▶ [Record set]
use lsp_types::*;
use serde::Deserialize;
use serde_json::{json, Value};
use std::collections::HashMap;
use std::io::{BufRead, BufReader, Read, Write};
use std::process::{Child, ChildStdin, ChildStdout, Command, Stdio};
use std::sync::{Arc, Mutex, MutexGuard};
use std::time::Duration;
use thiserror::Error;
use tokio::sync::oneshot;
use url::Url;

#[derive(Error, Debug)]
pub enum LspError {
    #[error("IO error: {0}")]
    Io(#[from] std::io::Error),
    #[error("JSON error: {0}")]
    Json(#[from] serde_json::Error),
    #[error("LSP error: {0}")]
    Protocol(String),
    #[error("Request timed out: {0}")]
    Timeout(String),
    #[error("Process not started")]
    NotStarted,
}

pub type Result<T> = std::result::Result<T, LspError>;

type Pending = Arc<Mutex<HashMap<i64, oneshot::Sender<Value>>>>;

const REQUEST_TIMEOUT: Duration = Duration::from_secs(30);

/// JSON-RPC client speaking to a language server over stdio
pub struct LspClient {
    process: Option<Child>,
    stdin: Option<ChildStdin>,
    next_id: i64,
    pending: Pending,
    workspace: String,
}

impl LspClient {
    pub fn new(workspace: &str) -> Self {
        Self {
            process: None,
            stdin: None,
            next_id: 0,
            pending: Arc::new(Mutex::new(HashMap::new())),
            workspace: workspace.to_string(),
        }
    }

    /// Spawns the server process and starts the response reader thread.
    pub fn start(&mut self, command: &str, args: &[&str]) -> Result<()> {
        tracing::info!("Starting LSP: {} {:?} in {}", command, args, self.workspace);

        let mut child = Command::new(command)
            .args(args)
            .current_dir(&self.workspace)
            .stdin(Stdio::piped())
            .stdout(Stdio::piped())
            .stderr(Stdio::null())
            .spawn()?;

        let stdin = child.stdin.take().ok_or(LspError::NotStarted)?;
        let stdout = child.stdout.take().ok_or(LspError::NotStarted)?;

        self.stdin = Some(stdin);

        let pending = Arc::clone(&self.pending);
        std::thread::spawn(move || {
            Self::dispatch_responses(stdout, pending);
        });

        self.process = Some(child);
        Ok(())
    }

    /// Routes every response frame to the request waiting on its id.
    /// Notifications and server-initiated requests are discarded.
    fn dispatch_responses(stdout: ChildStdout, pending: Pending) {
        let mut reader = BufReader::new(stdout);

        loop {
            let body = match read_frame(&mut reader) {
                Ok(Some(body)) => body,
                Ok(None) => return,
                Err(e) => {
                    tracing::debug!("LSP reader stopped: {}", e);
                    return;
                }
            };

            let Ok(msg) = serde_json::from_slice::<Value>(&body) else {
                continue;
            };
            if msg.get("method").is_some() {
                continue;
            }
            if let Some(id) = msg.get("id").and_then(Value::as_i64) {
                if let Some(sender) = lock(&pending).remove(&id) {
                    let _ = sender.send(msg);
                }
            }
        }
    }

    /// Sends a request and waits for its result.
    pub async fn request<R: for<'de> Deserialize<'de>>(&mut self, method: &str, params: Value) -> Result<R> {
        if self.stdin.is_none() {
            return Err(LspError::NotStarted);
        }
        self.next_id += 1;
        let id = self.next_id;

        let request = json!({
            "jsonrpc": "2.0",
            "id": id,
            "method": method,
            "params": params
        });

        // register before writing so a fast reply cannot be missed
        let (tx, rx) = oneshot::channel();
        lock(&self.pending).insert(id, tx);

        let stdin = self.stdin.as_mut().ok_or(LspError::NotStarted)?;
        write_frame(stdin, &request)?;

        let response = tokio::time::timeout(REQUEST_TIMEOUT, rx)
            .await
            .map_err(|_| {
                lock(&self.pending).remove(&id);
                LspError::Timeout(method.to_string())
            })?
            .map_err(|_| LspError::Protocol("Channel closed".into()))?;

        parse_response(response)
    }

    /// Sends a notification (no response expected).
    pub fn notify(&mut self, method: &str, params: Value) -> Result<()> {
        let notification = json!({
            "jsonrpc": "2.0",
            "method": method,
            "params": params
        });

        let stdin = self.stdin.as_mut().ok_or(LspError::NotStarted)?;
        write_frame(stdin, &notification)
    }

    pub async fn initialize(&mut self) -> Result<InitializeResult> {
        let root_uri = file_uri(&self.workspace)?;

        let result: InitializeResult = self.request("initialize", json!({
            "rootUri": root_uri,
            "capabilities": {
                "textDocument": {
                    "documentSymbol": {
                        "hierarchicalDocumentSymbolSupport": true
                    },
                    "callHierarchy": {
                        "dynamicRegistration": false
                    }
                }
            }
        })).await?;

        self.notify("initialized", json!({}))?;

        Ok(result)
    }

    pub fn open_file(&mut self, path: &str, content: &str, language_id: &str) -> Result<()> {
        let uri = file_uri(path)?;

        self.notify("textDocument/didOpen", json!({
            "textDocument": {
                "uri": uri,
                "languageId": language_id,
                "version": 1,
                "text": content
            }
        }))
    }

    /// Document symbols of a file. Flat responses are lifted into childless
    /// hierarchical symbols.
    pub async fn document_symbols(&mut self, path: &str) -> Result<Vec<DocumentSymbol>> {
        let uri = file_uri(path)?;

        let result: Option<DocumentSymbolResponse> = self.request("textDocument/documentSymbol", json!({
            "textDocument": { "uri": uri }
        })).await?;

        Ok(match result {
            Some(DocumentSymbolResponse::Nested(symbols)) => symbols,
            Some(DocumentSymbolResponse::Flat(symbols)) => symbols.into_iter().map(lift_flat).collect(),
            None => Vec::new(),
        })
    }

    pub async fn prepare_call_hierarchy(&mut self, path: &str, line: u32, column: u32) -> Result<Vec<CallHierarchyItem>> {
        let uri = file_uri(path)?;

        let items: Option<Vec<CallHierarchyItem>> = self.request("textDocument/prepareCallHierarchy", json!({
            "textDocument": { "uri": uri },
            "position": { "line": line, "character": column }
        })).await?;

        Ok(items.unwrap_or_default())
    }

    pub async fn incoming_calls(&mut self, item: &CallHierarchyItem) -> Result<Vec<CallHierarchyIncomingCall>> {
        let calls: Option<Vec<CallHierarchyIncomingCall>> = self.request("callHierarchy/incomingCalls", json!({
            "item": item
        })).await?;

        Ok(calls.unwrap_or_default())
    }

    pub fn shutdown(&mut self) -> Result<()> {
        self.stdin = None;
        if let Some(mut process) = self.process.take() {
            let _ = process.kill();
            let _ = process.wait();
        }
        Ok(())
    }
}

impl Drop for LspClient {
    fn drop(&mut self) {
        let _ = self.shutdown();
    }
}

fn lock<T>(mutex: &Mutex<T>) -> MutexGuard<'_, T> {
    mutex.lock().unwrap_or_else(|poisoned| poisoned.into_inner())
}

fn file_uri(path: &str) -> Result<String> {
    Url::from_file_path(path)
        .map(|u| u.to_string())
        .map_err(|_| LspError::Protocol(format!("Invalid path: {}", path)))
}

#[allow(deprecated)]
fn lift_flat(info: SymbolInformation) -> DocumentSymbol {
    DocumentSymbol {
        name: info.name,
        detail: None,
        kind: info.kind,
        tags: info.tags,
        deprecated: info.deprecated,
        range: info.location.range,
        selection_range: info.location.range,
        children: None,
    }
}

/// Writes one `Content-Length` framed message.
pub(crate) fn write_frame<W: Write>(writer: &mut W, msg: &Value) -> Result<()> {
    let body = serde_json::to_string(msg)?;
    write!(writer, "Content-Length: {}\r\n\r\n", body.len())?;
    writer.write_all(body.as_bytes())?;
    writer.flush()?;
    Ok(())
}

/// Reads one `Content-Length` framed message body. `None` on clean EOF.
pub(crate) fn read_frame<R: BufRead>(reader: &mut R) -> Result<Option<Vec<u8>>> {
    loop {
        let mut content_length: Option<usize> = None;
        let mut line = String::new();

        loop {
            line.clear();
            if reader.read_line(&mut line)? == 0 {
                return Ok(None);
            }
            let header = line.trim();
            if header.is_empty() {
                break;
            }
            if let Some(value) = header.strip_prefix("Content-Length:") {
                content_length = value.trim().parse().ok();
            }
        }

        // a blank line without a length header carries no body
        let Some(len) = content_length.filter(|&n| n > 0) else {
            continue;
        };

        let mut body = vec![0u8; len];
        reader.read_exact(&mut body)?;
        return Ok(Some(body));
    }
}

fn parse_response<R: for<'de> Deserialize<'de>>(response: Value) -> Result<R> {
    if let Some(error) = response.get("error") {
        return Err(LspError::Protocol(error.to_string()));
    }
    match response.get("result") {
        Some(result) => Ok(serde_json::from_value(result.clone())?),
        None => Err(LspError::Protocol("No result".into())),
    }
}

▶ [Problem description]
What needs duplicating is the run of lines from the one containing "let mut content_length: Option<usize>" through the last line of the entries above, exact and complete.

▶ [Response below]
        let mut content_length: Option<usize> = None;
        let mut line = String::new();

        loop {
            line.clear();
            if reader.read_line(&mut line)? == 0 {
                return Ok(None);
            }
            let header = line.trim();
            if header.is_empty() {
                break;
            }
            if let Some(value) = header.strip_prefix("Content-Length:") {
                content_length = value.trim().parse().ok();
            }
        }

        // a blank line without a length header carries no body
        let Some(len) = content_length.filter(|&n| n > 0) else {
            continue;
        };

        let mut body = vec![0u8; len];
        reader.read_exact(&mut body)?;
        return Ok(Some(body));
    }
}

fn parse_response<R: for<'de> Deserialize<'de>>(response: Value) -> Result<R> {
    if let Some(error) = response.get("error") {
        return Err(LspError::Protocol(error.to_string()));
    }
    match response.get("result") {
        Some(result) => Ok(serde_json::from_value(result.clone())?),
        None => Err(LspError::Protocol("No result".into())),
    }
}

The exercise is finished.